Stored data:
□ □ □

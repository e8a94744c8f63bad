// SPDX-License-Identifier: MIT OR Apache-2.0
// Copyright (c) 2025 teeprov contributors

//! DAG (Directed Acyclic Graph) builder for stage dependencies
//!
//! Builds and validates dependency graphs for provisioning stages,
//! ensuring proper execution order and detecting cycles.

use petgraph::algo::toposort;
use petgraph::graph::{DiGraph, NodeIndex};
use std::cmp::Reverse;
use std::collections::{BinaryHeap, HashMap};

use crate::errors::ProvisionError;
use crate::pipeline::Manifest;

/// Builder for stage dependency DAGs
pub struct DagBuilder {
    graph: DiGraph<usize, ()>,
    name_to_index: HashMap<String, NodeIndex>,
    index_to_name: HashMap<NodeIndex, String>,
}

impl DagBuilder {
    /// Create a new DAG builder
    pub fn new() -> Self {
        Self {
            graph: DiGraph::new(),
            name_to_index: HashMap::new(),
            index_to_name: HashMap::new(),
        }
    }

    /// Build a DAG from a manifest
    pub fn build(manifest: &Manifest) -> Result<Self, ProvisionError> {
        let mut builder = Self::new();

        // Add all stages as nodes
        for (idx, stage) in manifest.stages.iter().enumerate() {
            let node = builder.graph.add_node(idx);
            builder.name_to_index.insert(stage.name.clone(), node);
            builder.index_to_name.insert(node, stage.name.clone());
        }

        // Add dependency edges
        for stage in &manifest.stages {
            let stage_node = builder.name_to_index[&stage.name];

            for dep_name in &stage.depends_on {
                let dep_node = builder.name_to_index.get(dep_name).ok_or_else(|| {
                    ProvisionError::UnknownDependency {
                        stage: stage.name.clone(),
                        dependency: dep_name.clone(),
                    }
                })?;

                if !builder.graph.contains_edge(*dep_node, stage_node) {
                    builder.graph.add_edge(*dep_node, stage_node, ());
                }
            }
        }

        builder.validate_acyclic()?;

        Ok(builder)
    }

    /// Validate that the graph is acyclic
    fn validate_acyclic(&self) -> Result<(), ProvisionError> {
        match toposort(&self.graph, None) {
            Ok(_) => Ok(()),
            Err(cycle) => {
                let stages = self.find_cycle_members(cycle.node_id());
                Err(ProvisionError::CircularDependency { stages })
            }
        }
    }

    /// Find the stages on a cycle through `start`
    fn find_cycle_members(&self, start: NodeIndex) -> Vec<String> {
        use petgraph::visit::{depth_first_search, Control, DfsEvent};

        let mut path = vec![start];
        let mut found = None;

        depth_first_search(&self.graph, Some(start), |event| match event {
            DfsEvent::Discover(node, _) if node != start => {
                path.push(node);
                Control::<()>::Continue
            }
            DfsEvent::BackEdge(_, to) if to == start => {
                found = Some(path.clone());
                Control::Break(())
            }
            DfsEvent::Finish(node, _) => {
                if path.last() == Some(&node) && node != start {
                    path.pop();
                }
                Control::Continue
            }
            _ => Control::Continue,
        });

        found
            .unwrap_or_else(|| vec![start])
            .into_iter()
            .map(|n| self.index_to_name[&n].clone())
            .collect()
    }

    /// Topologically sorted stage indices, ties broken by manifest order
    pub fn topological_order(&self) -> Result<Vec<usize>, ProvisionError> {
        self.validate_acyclic()?;

        let mut in_degree: HashMap<NodeIndex, usize> = self
            .graph
            .node_indices()
            .map(|n| {
                let degree = self
                    .graph
                    .neighbors_directed(n, petgraph::Direction::Incoming)
                    .count();
                (n, degree)
            })
            .collect();

        let mut ready: BinaryHeap<Reverse<(usize, NodeIndex)>> = in_degree
            .iter()
            .filter(|(_, degree)| **degree == 0)
            .map(|(n, _)| Reverse((self.graph[*n], *n)))
            .collect();

        let mut order = Vec::with_capacity(self.graph.node_count());
        while let Some(Reverse((idx, node))) = ready.pop() {
            order.push(idx);
            for next in self.graph.neighbors_directed(node, petgraph::Direction::Outgoing) {
                if let Some(degree) = in_degree.get_mut(&next) {
                    *degree -= 1;
                    if *degree == 0 {
                        ready.push(Reverse((self.graph[next], next)));
                    }
                }
            }
        }

        Ok(order)
    }

    /// Topologically sorted stage names
    pub fn topological_order_names(&self, manifest: &Manifest) -> Result<Vec<String>, ProvisionError> {
        Ok(self
            .topological_order()?
            .into_iter()
            .map(|idx| manifest.stages[idx].name.clone())
            .collect())
    }

    /// Get dependencies for a stage (stages that must run before it)
    pub fn dependencies(&self, stage_name: &str) -> Option<Vec<String>> {
        let node = self.name_to_index.get(stage_name)?;
        let mut deps: Vec<(usize, String)> = self
            .graph
            .neighbors_directed(*node, petgraph::Direction::Incoming)
            .map(|n| (self.graph[n], self.index_to_name[&n].clone()))
            .collect();
        deps.sort();
        Some(deps.into_iter().map(|(_, name)| name).collect())
    }

    /// Get dependents for a stage (stages that depend on it)
    pub fn dependents(&self, stage_name: &str) -> Option<Vec<String>> {
        let node = self.name_to_index.get(stage_name)?;
        let mut deps: Vec<(usize, String)> = self
            .graph
            .neighbors_directed(*node, petgraph::Direction::Outgoing)
            .map(|n| (self.graph[n], self.index_to_name[&n].clone()))
            .collect();
        deps.sort();
        Some(deps.into_iter().map(|(_, name)| name).collect())
    }

    /// Check if stage A depends (directly or transitively) on stage B
    pub fn depends_on(&self, stage_a: &str, stage_b: &str) -> bool {
        let Some(node_a) = self.name_to_index.get(stage_a) else {
            return false;
        };
        let Some(node_b) = self.name_to_index.get(stage_b) else {
            return false;
        };

        node_a != node_b && petgraph::algo::has_path_connecting(&self.graph, *node_b, *node_a, None)
    }

    /// Edges as (from, to) names, in manifest order
    fn sorted_edges(&self) -> Vec<(&str, &str)> {
        let mut edges: Vec<_> = self
            .graph
            .edge_indices()
            .filter_map(|edge| self.graph.edge_endpoints(edge))
            .map(|(from, to)| ((self.graph[to], self.graph[from]), (from, to)))
            .collect();
        edges.sort_by_key(|(key, _)| *key);

        edges
            .into_iter()
            .map(|(_, (from, to))| {
                (
                    self.index_to_name[&from].as_str(),
                    self.index_to_name[&to].as_str(),
                )
            })
            .collect()
    }

    /// Node names in manifest order
    fn sorted_nodes(&self) -> Vec<(&str, NodeIndex)> {
        let mut nodes: Vec<_> = self
            .graph
            .node_indices()
            .map(|n| (self.graph[n], self.index_to_name[&n].as_str(), n))
            .collect();
        nodes.sort_by_key(|(idx, _, _)| *idx);
        nodes.into_iter().map(|(_, name, n)| (name, n)).collect()
    }

    /// Generate Mermaid diagram of the DAG
    pub fn to_mermaid(&self) -> String {
        let mut out = String::from("graph TD\n");

        for (name, _) in self.sorted_nodes() {
            out.push_str(&format!("    {}[{}]\n", name, name));
        }

        for (from, to) in self.sorted_edges() {
            out.push_str(&format!("    {} --> {}\n", from, to));
        }

        out
    }

    /// Generate DOT diagram of the DAG
    pub fn to_dot(&self) -> String {
        let mut out = String::from("digraph provisioning {\n");
        out.push_str("    rankdir=TB;\n");
        out.push_str("    node [shape=box, style=rounded];\n\n");

        for (from, to) in self.sorted_edges() {
            out.push_str(&format!("    \"{}\" -> \"{}\";\n", from, to));
        }

        // Isolated nodes have no edges to imply them
        for (name, node) in self.sorted_nodes() {
            if self.graph.neighbors_undirected(node).count() == 0 {
                out.push_str(&format!("    \"{}\";\n", name));
            }
        }

        out.push_str("}\n");
        out
    }

    /// Generate text representation of execution order
    pub fn to_text(&self, manifest: &Manifest) -> Result<String, ProvisionError> {
        let order = self.topological_order()?;
        let mut out = String::new();

        for (i, idx) in order.iter().enumerate() {
            let stage = &manifest.stages[*idx];
            let deps = self.dependencies(&stage.name).unwrap_or_default();

            out.push_str(&format!("{}. {} ({})", i + 1, stage.name, stage.default_mode));

            if !deps.is_empty() {
                out.push_str(&format!(" [depends: {}]", deps.join(", ")));
            }

            out.push('\n');
        }

        Ok(out)
    }
}

impl Default for DagBuilder {
    fn default() -> Self {
        Self::new()
    }
}

#[cfg(test)]
mod tests {
    use super::*;
    use crate::pipeline::{PrebuiltSpec, StageSpec};
    use crate::profile::AcquisitionMode;

    fn make_test_manifest(stages: Vec<(&str, Vec<&str>)>) -> Manifest {
        Manifest {
            version: "1".into(),
            name: "test".into(),
            description: None,
            shell_profile: "/tmp/profile".into(),
            environment_file: "/tmp/env".into(),
            work_dir: None,
            stages: stages
                .into_iter()
                .map(|(name, deps)| StageSpec {
                    name: name.into(),
                    description: None,
                    depends_on: deps.into_iter().map(String::from).collect(),
                    default_mode: AcquisitionMode::Prebuilt,
                    install_root: format!("/opt/{}", name),
                    environment: "environment".into(),
                    exports: Default::default(),
                    prebuilt: Some(PrebuiltSpec {
                        artifact_url: format!("https://example/{}.bin", name),
                        blake3: None,
                        command: vec!["{artifact}".into()],
                        answers: vec![],
                        prompt_timeout_secs: 300,
                    }),
                    source: None,
                })
                .collect(),
        }
    }

    #[test]
    fn test_linear_dag() {
        let manifest = make_test_manifest(vec![
            ("binutils", vec![]),
            ("sdk", vec!["binutils"]),
            ("psw", vec!["sdk"]),
        ]);

        let dag = DagBuilder::build(&manifest).unwrap();
        let order = dag.topological_order_names(&manifest).unwrap();

        assert_eq!(order, vec!["binutils", "sdk", "psw"]);
    }

    #[test]
    fn test_ties_follow_manifest_order() {
        let manifest = make_test_manifest(vec![
            ("rust", vec!["sdk"]),
            ("binutils", vec![]),
            ("sdk", vec!["binutils"]),
            ("psw", vec!["sdk"]),
            ("dcap", vec!["psw"]),
        ]);

        let dag = DagBuilder::build(&manifest).unwrap();
        let order = dag.topological_order_names(&manifest).unwrap();

        assert_eq!(order, vec!["binutils", "sdk", "rust", "psw", "dcap"]);
    }

    #[test]
    fn test_builtin_order() {
        let manifest = Manifest::builtin();
        let dag = DagBuilder::build(&manifest).unwrap();

        assert_eq!(
            dag.topological_order_names(&manifest).unwrap(),
            vec!["binutils", "sdk", "psw", "dcap", "rust"]
        );
    }

    #[test]
    fn test_circular_dependency_detection() {
        let manifest = make_test_manifest(vec![("a", vec!["b"]), ("b", vec!["a"])]);

        let result = DagBuilder::build(&manifest);
        match result {
            Err(ProvisionError::CircularDependency { stages }) => {
                assert!(stages.contains(&"a".to_string()));
                assert!(stages.contains(&"b".to_string()));
            }
            other => panic!("Expected circular dependency, got {:?}", other.err()),
        }
    }

    #[test]
    fn test_unknown_dependency() {
        let manifest = make_test_manifest(vec![("sdk", vec!["nonexistent"])]);

        let result = DagBuilder::build(&manifest);
        assert!(matches!(result, Err(ProvisionError::UnknownDependency { .. })));
    }

    #[test]
    fn test_depends_on_check() {
        let manifest = make_test_manifest(vec![
            ("a", vec![]),
            ("b", vec!["a"]),
            ("c", vec!["b"]),
        ]);

        let dag = DagBuilder::build(&manifest).unwrap();

        assert!(dag.depends_on("c", "a")); // transitive
        assert!(dag.depends_on("c", "b")); // direct
        assert!(!dag.depends_on("a", "c"));
        assert!(!dag.depends_on("a", "a"));
        assert_eq!(dag.dependents("a").unwrap(), vec!["b"]);
    }

    #[test]
    fn test_text_output() {
        let manifest = make_test_manifest(vec![
            ("binutils", vec![]),
            ("sdk", vec!["binutils"]),
            ("psw", vec!["sdk"]),
        ]);

        let dag = DagBuilder::build(&manifest).unwrap();
        insta::assert_snapshot!(dag.to_text(&manifest).unwrap(), @r###"
        1. binutils (prebuilt)
        2. sdk (prebuilt) [depends: binutils]
        3. psw (prebuilt) [depends: sdk]
        "###);
    }

    #[test]
    fn test_mermaid_output() {
        let manifest = make_test_manifest(vec![("a", vec![]), ("b", vec!["a"])]);

        let dag = DagBuilder::build(&manifest).unwrap();
        let mermaid = dag.to_mermaid();

        assert!(mermaid.contains("graph TD"));
        assert!(mermaid.contains("a --> b"));
    }

    #[test]
    fn test_dot_output_includes_isolated_nodes() {
        let manifest = make_test_manifest(vec![("a", vec![]), ("b", vec!["a"]), ("c", vec![])]);

        let dot = DagBuilder::build(&manifest).unwrap().to_dot();
        assert!(dot.contains("\"a\" -> \"b\";"));
        assert!(dot.contains("    \"c\";\n"));
    }
}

□ □ □

▶ **Assignment**
Return the entries exactly through the "use crate::pipeline::Manifest;" line.

▶ **Exercise response**
repository e8a94744c8f63bad
// SPDX-License-Identifier: MIT OR Apache-2.0
// Copyright (c) 2025 teeprov contributors

//! DAG (Directed Acyclic Graph) builder for stage dependencies
//!
//! Builds and validates dependency graphs for provisioning stages,
//! ensuring proper execution order and detecting cycles.

use petgraph::algo::toposort;
use petgraph::graph::{DiGraph, NodeIndex};
use std::cmp::Reverse;
use std::collections::{BinaryHeap, HashMap};

use crate::errors::ProvisionError;
use crate::pipeline::Manifest;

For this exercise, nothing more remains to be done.